Japanese kitchen knives are made with sharpness in mind. They're usually a bit thinner than their western counterparts, and they're made of metal that holds a sharper edge better.
Our Top 3 Picks For The Best Japanese Knives
Because of this, they also tend to be more fragile since the metal can be more brittle and the smaller cross section makes them easier to break.
However, if you want the absolute sharpest knife to use in your kitchen, a Japanese knife is usually the best choice.
In this guide we search for and discuss the best Japanese knives through our reviews and point out features to take in to consideration when deciding on purchasing a new Japanese knife.
Japanese Chef Knives - The Kitchen Workhorse
Chef's knives are long and versatile. They can be used for almost every task in the kitchen, whether it's chopping, slicing, mincing, or disjointing.
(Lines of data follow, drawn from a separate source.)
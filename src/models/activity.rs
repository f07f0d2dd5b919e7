// SPDX-License-Identifier: MIT
// Copyright 2026 Roland Dreier <roland@kernel.org>

//! Activity log record, the target of retention cleanup.

use serde::{Deserialize, Serialize};

/// Activity record in Firestore.
///
/// Only the fields cleanup needs are modelled; other fields written by the
/// client are ignored on read.
#[derive(Debug, Clone, Serialize, Deserialize)]
pub struct Activity {
    /// Document ID
    #[serde(alias = "_firestore_id", default, skip_serializing)]
    pub id: String,
    /// When the activity happened (ISO 8601, compared lexically)
    pub timestamp: String,
}
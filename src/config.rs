// SPDX-License-Identifier: MIT
// Copyright 2026 Roland Dreier <roland@rolandd.dev>

//! Application configuration loaded from environment variables.
//!
//! Cloud Run injects secrets as environment variables through secret
//! bindings, so everything is read from the process environment once at
//! startup.

use chrono_tz::Tz;
use std::env;

/// Days an activity record is kept before the cleanup job removes it.
pub const DEFAULT_RETENTION_DAYS: u32 = 7;

/// Firestore caps a single commit at 500 writes.
pub const CLEANUP_BATCH_SIZE: u32 = 500;

/// Default per-invocation cap of the manual cleanup callable.
pub const DEFAULT_MAX_DELETE: u32 = 100;

/// Page size used when iterating the `users` collection.
pub const USER_PAGE_SIZE: u32 = 200;

/// Which document store implementation to run against.
#[derive(Debug, Clone, Copy, PartialEq, Eq)]
pub enum StoreBackend {
    Firestore,
    /// In-process store for local development; nothing is persisted.
    Memory,
}

/// Application configuration, loaded once at startup.
#[derive(Debug, Clone)]
pub struct Config {
    /// GCP project ID (Firestore and FCM)
    pub gcp_project_id: String,
    /// Server port
    pub port: u16,
    /// HS256 key used to verify callable bearer tokens (raw bytes)
    pub jwt_signing_key: Vec<u8>,
    /// Secret path segment guarding trigger and job routes
    pub trigger_path_uuid: String,
    /// Zone used for cron schedules and for "today"
    pub timezone: Tz,
    /// Service-account key for FCM; `None` selects the log-only dispatcher
    pub firebase_key_path: Option<String>,
    pub store_backend: StoreBackend,
    /// Run the in-process cron scheduler
    pub enable_scheduler: bool,
}

impl Config {
    /// Fixed configuration for tests.
    pub fn test_default() -> Self {
        Self {
            gcp_project_id: "test-project".to_string(),
            port: 8080,
            jwt_signing_key: b"test_jwt_key_32_bytes_minimum!!".to_vec(),
            trigger_path_uuid: "test-trigger-uuid".to_string(),
            timezone: chrono_tz::Asia::Bangkok,
            firebase_key_path: None,
            store_backend: StoreBackend::Memory,
            enable_scheduler: false,
        }
    }

    /// Load configuration from environment variables.
    pub fn from_env() -> Result<Self, ConfigError> {
        dotenvy::dotenv().ok(); // Load .env file if present

        let timezone = match env::var("SCHEDULE_TIMEZONE") {
            Ok(name) => name
                .trim()
                .parse::<Tz>()
                .map_err(|_| ConfigError::Invalid("SCHEDULE_TIMEZONE", name))?,
            Err(_) => chrono_tz::Asia::Bangkok,
        };

        let store_backend = match env::var("STORE_BACKEND")
            .unwrap_or_else(|_| "firestore".to_string())
            .trim()
        {
            "firestore" => StoreBackend::Firestore,
            "memory" => StoreBackend::Memory,
            other => return Err(ConfigError::Invalid("STORE_BACKEND", other.to_string())),
        };

        Ok(Self {
            gcp_project_id: env::var("GCP_PROJECT_ID").unwrap_or_else(|_| "local-dev".to_string()),
            port: env::var("PORT")
                .unwrap_or_else(|_| "8080".to_string())
                .parse()
                .unwrap_or(8080),
            jwt_signing_key: env::var("JWT_SIGNING_KEY")
                .map_err(|_| ConfigError::Missing("JWT_SIGNING_KEY"))?
                .into_bytes(),
            trigger_path_uuid: env::var("TRIGGER_PATH_UUID")
                .map(|v| v.trim().to_string())
                .map_err(|_| ConfigError::Missing("TRIGGER_PATH_UUID"))?,
            timezone,
            firebase_key_path: env::var("FIREBASE_KEY_PATH")
                .ok()
                .filter(|v| !v.trim().is_empty()),
            store_backend,
            enable_scheduler: env::var("ENABLE_SCHEDULER")
                .map(|v| v != "false" && v != "0")
                .unwrap_or(true),
        })
    }
}

/// Configuration errors
#[derive(Debug, thiserror::Error)]
pub enum ConfigError {
    #[error("Missing required environment variable: {0}")]
    Missing(&'static str),

    #[error("Invalid value for {0}: {1}")]
    Invalid(&'static str, String),
}
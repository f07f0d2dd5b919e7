// SPDX-License-Identifier: MIT
// Copyright 2026 Roland Dreier <roland@kernel.org>

//! PlanMate Functions: backend automation for the PlanMate task app
//!
//! This crate runs the scheduled jobs (activity retention cleanup,
//! inactivity, weekly and daily notifications), the task-write achievement
//! triggers, and the small set of callable endpoints used by the app.

pub mod config;
pub mod db;
pub mod error;
pub mod middleware;
pub mod models;
pub mod routes;
pub mod services;
pub mod time_utils;

use config::Config;
use db::TaskStore;
use services::{Notifier, PushDispatcher};
use std::sync::Arc;

/// Shared application state.
pub struct AppState {
    pub config: Config,
    pub notifier: Notifier,
}

impl AppState {
    pub fn new(
        config: Config,
        store: Arc<dyn TaskStore>,
        push: Arc<dyn PushDispatcher>,
    ) -> Self {
        Self {
            config,
            notifier: Notifier::new(store, push),
        }
    }
}
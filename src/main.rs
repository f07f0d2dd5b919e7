// SPDX-License-Identifier: MIT
// Copyright 2026 Roland Dreier <roland@rolandd.dev>

//! PlanMate Functions Server
//!
//! Serves the callable endpoints and task-write triggers, and runs the
//! recurring notification and cleanup jobs.

use planmate_functions::{
    config::{Config, StoreBackend},
    db::{FirestoreDb, MemoryStore, TaskStore},
    services::{scheduler, FcmDispatcher, LogOnlyDispatcher, PushDispatcher},
    AppState,
};
use std::sync::Arc;
use tracing_subscriber::{layer::SubscriberExt, util::SubscriberInitExt};

#[tokio::main]
async fn main() -> Result<(), Box<dyn std::error::Error>> {
    // Initialize structured JSON logging for GCP
    init_logging();

    // Load configuration from environment
    let config = Config::from_env().expect("Failed to load configuration");
    tracing::info!(
        port = config.port,
        timezone = %config.timezone,
        "Starting PlanMate Functions"
    );

    // Document store
    let store: Arc<dyn TaskStore> = match config.store_backend {
        StoreBackend::Firestore => Arc::new(
            FirestoreDb::new(&config.gcp_project_id)
                .await
                .expect("Failed to connect to Firestore"),
        ),
        StoreBackend::Memory => {
            tracing::warn!("Using in-memory store, nothing will be persisted");
            Arc::new(MemoryStore::new())
        }
    };

    // Push dispatcher
    let push: Arc<dyn PushDispatcher> = match &config.firebase_key_path {
        Some(key_path) => Arc::new(
            FcmDispatcher::from_key_file(&config.gcp_project_id, key_path)
                .await
                .expect("Failed to initialize FCM dispatcher"),
        ),
        None => {
            tracing::warn!("FIREBASE_KEY_PATH not set, notifications will only be logged");
            Arc::new(LogOnlyDispatcher)
        }
    };

    // Build shared state
    let state = Arc::new(AppState::new(config.clone(), store, push));

    if config.enable_scheduler {
        let jobs = scheduler::spawn_scheduler(state.notifier.clone(), config.timezone);
        tracing::info!(count = jobs.len(), "Scheduler started");
    } else {
        tracing::info!("In-process scheduler disabled");
    }

    // Build router
    let app = planmate_functions::routes::create_router(state);

    // Start server
    let addr = format!("0.0.0.0:{}", config.port);
    let listener = tokio::net::TcpListener::bind(&addr).await?;
    tracing::info!(address = %addr, "Server listening");

    axum::serve(listener, app).await?;
    Ok(())
}

/// Initialize structured JSON logging (GCP-compliant).
fn init_logging() {
    let format = tracing_subscriber::fmt::layer()
        .json()
        .with_target(false)
        .with_current_span(true)
        .flatten_event(true);

    tracing_subscriber::registry()
        .with(
            tracing_subscriber::EnvFilter::from_default_env()
                .add_directive("planmate_functions=debug".parse().unwrap())
                .add_directive("info".parse().unwrap()),
        )
        .with(format)
        .init();
}
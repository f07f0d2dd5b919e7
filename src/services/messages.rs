// SPDX-License-Identifier: MIT
// Copyright 2026 Roland Dreier <roland@rolandd.dev>

//! Notification templates.
//!
//! The app is Thai-language; titles and bodies are fixed strings with the
//! counts interpolated. The `data` map carries the same figures as strings
//! so the client can route the tap.

use crate::models::{AchievementKind, ProductivityTier, TaskStats, WeeklyStats};
use crate::services::push::PushPayload;
use chrono::{DateTime, Utc};

/// Day counts since last sign-in that trigger an inactivity reminder.
pub const INACTIVITY_THRESHOLDS: [i64; 3] = [3, 7, 14];

/// A same-day completion count with its announcement text.
#[derive(Debug, Clone, Copy, PartialEq, Eq)]
pub struct DailyMilestone {
    pub count: u32,
    pub title: &'static str,
    pub body: &'static str,
}

pub const DAILY_MILESTONES: [DailyMilestone; 4] = [
    DailyMilestone {
        count: 1,
        title: "🎯 เริ่มต้นดีแล้ว!",
        body: "ทำงานเสร็จแรกวันนี้!",
    },
    DailyMilestone {
        count: 5,
        title: "🔥 น่าทึ่งมาก!",
        body: "คุณปิดงานครบ 5 งานแล้ว!",
    },
    DailyMilestone {
        count: 10,
        title: "⭐ ซูเปอร์สตาร์!",
        body: "10 งานใน 1 วัน! เจ๋งมาก!",
    },
    DailyMilestone {
        count: 15,
        title: "🚀 ไม่มีใครหยุดคุณได้!",
        body: "15 งาน! คุณคือตำนาน!",
    },
];

/// The milestone whose count equals `completed_today` exactly.
pub fn daily_milestone(completed_today: u32) -> Option<&'static DailyMilestone> {
    DAILY_MILESTONES.iter().find(|m| m.count == completed_today)
}

/// Reminder for a user last seen exactly 3, 7 or 14 days ago.
pub fn inactivity_reminder(days_inactive: i64, pending: u32) -> Option<PushPayload> {
    let (title, body) = match days_inactive {
        3 => (
            "คิดถึงคุณนะ! 🌟",
            format!("คุณมีงานค้าง {} งาน มาทำต่อกันเถอะ!", pending),
        ),
        7 => (
            "เราคิดถึงคุณมาก! 💙",
            format!("ห่างหายกันไปนานแล้ว! คุณมีงานค้าง {} งาน", pending),
        ),
        14 => (
            "มานานเกินไปแล้ว! 🎯",
            format!("2 สัปดาห์แล้ว! งานของคุณรออยู่ ({} งาน)", pending),
        ),
        _ => return None,
    };

    Some(
        PushPayload::new(title, body)
            .with_data("type", "inactive_reminder")
            .with_data("days", days_inactive)
            .with_data("pendingTasks", pending),
    )
}

pub fn weekly_summary(weekly: &WeeklyStats, current: &TaskStats) -> PushPayload {
    let (emoji, message) = match weekly.tier() {
        ProductivityTier::Celebratory => ("🔥", "สัปดาห์นี้คุณเจ๋งมาก!"),
        ProductivityTier::Encouraging => ("💪", "ทำได้ดีมาก! ต่อไปทำได้ดีกว่านี้"),
        ProductivityTier::Motivational => ("📈", "สัปดาห์หน้าลองทำให้ดีขึ้นนะ!"),
    };

    PushPayload::new(
        format!("{} สรุปสัปดาห์นี้", emoji),
        format!(
            "{}\n✅ ทำเสร็จ: {} งาน\n📋 คงเหลือ: {} งาน\n📊 Productivity: {}%",
            message, weekly.completed_this_week, current.pending, weekly.productivity_rate
        ),
    )
    .with_data("type", "weekly_summary")
    .with_data("completed", weekly.completed_this_week)
    .with_data("pending", current.pending)
    .with_data("productivity", weekly.productivity_rate)
}

pub fn daily_reminder(stats: &TaskStats) -> PushPayload {
    let (title, body) = if stats.overdue > 0 {
        (
            "⚠️ มีงานเลยกำหนดแล้ว!".to_string(),
            format!(
                "งานเลยกำหนด: {} งาน | งานค้าง: {} งาน",
                stats.overdue, stats.pending
            ),
        )
    } else {
        (
            "📝 เช็คงานวันนี้กันเถอะ!".to_string(),
            format!("คุณมีงานค้าง {} งาน", stats.pending),
        )
    };

    PushPayload::new(title, body)
        .with_data("type", "daily_reminder")
        .with_data("pending", stats.pending)
        .with_data("overdue", stats.overdue)
}

pub fn daily_achievement(milestone: &DailyMilestone) -> PushPayload {
    PushPayload::new(milestone.title, milestone.body)
        .with_data("type", "achievement")
        .with_data(
            "achievementType",
            AchievementKind::DailyCompletion.as_str(),
        )
        .with_data("count", milestone.count)
}

pub fn project_achievement(project_id: &str, project_title: &str, task_count: u32) -> PushPayload {
    PushPayload::new(
        "🎉 เสร็จสมบูรณ์!",
        format!(
            "คุณทำโปรเจค \"{}\" เสร็จแล้ว! ({} งาน)",
            project_title, task_count
        ),
    )
    .with_data("type", "achievement")
    .with_data(
        "achievementType",
        AchievementKind::ProjectCompletion.as_str(),
    )
    .with_data("projectId", project_id)
    .with_data("taskCount", task_count)
}

pub const TEST_NOTIFICATION_TITLE: &str = "🔔 ทดสอบการแจ้งเตือน";
pub const TEST_NOTIFICATION_BODY: &str = "นี่คือการแจ้งเตือนทดสอบ";

pub fn test_notification(
    title: Option<&str>,
    body: Option<&str>,
    now: DateTime<Utc>,
) -> PushPayload {
    let title = title.filter(|t| !t.is_empty()).unwrap_or(TEST_NOTIFICATION_TITLE);
    let body = body.filter(|b| !b.is_empty()).unwrap_or(TEST_NOTIFICATION_BODY);

    PushPayload::new(title, body)
        .with_data("type", "test")
        .with_data("timestamp", crate::time_utils::format_utc_iso(now))
}
// SPDX-License-Identifier: MIT
// Copyright 2026 Roland Dreier <roland@rolandd.dev>

//! Middleware modules.

pub mod auth;

pub use auth::{identify_caller, AuthUser, Caller};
Because of this, they're a perfect starting place when upgrading your kitchen knives.
Our Top Picks
ZELITE INFINITY Chef's Knife
- 67-layer VG 10 steel can hold a 12 degree edge
- Damascus pattern
- Full tang
Yoshihiro Damascus Gyuto
- 3-layer VG 10 steel with a HRC of 60
- Damascus blade and mahogany handle
- 100% handcrafted
- Full tang
Okami Professional Gyutou Chef's Knife
- 67-Layer VG-10 steel can sharpen to 8 degrees / side
- Half tang
Before we compare these knives, check out this video of Alton Brown explaining knife techniques and uses. He demonstrates with Shun knives, but the information is applicable to any Japanese knife.
Japanese Chef Knife Comparison
All of our picks are made of Japanese steel with a very high hardness factor. This allows them to be sharpened to sub-15 degree angles with a bit of practice.
Manufacturers all give slightly different numbers for how sharp their knives can get, but all of these should be very similar for normal home use. 15 degrees is already significantly sharper than your traditional European chef's knife.
While the Yoshihiro and ZELITE are functionally very similar full tang knives, the Okami has a half tang. This means that the metal part of the knife stops about halfway down the handle.
In a full tang knife, the metal extends to the very bottom of the handle. This affects the feel and balance of your knife.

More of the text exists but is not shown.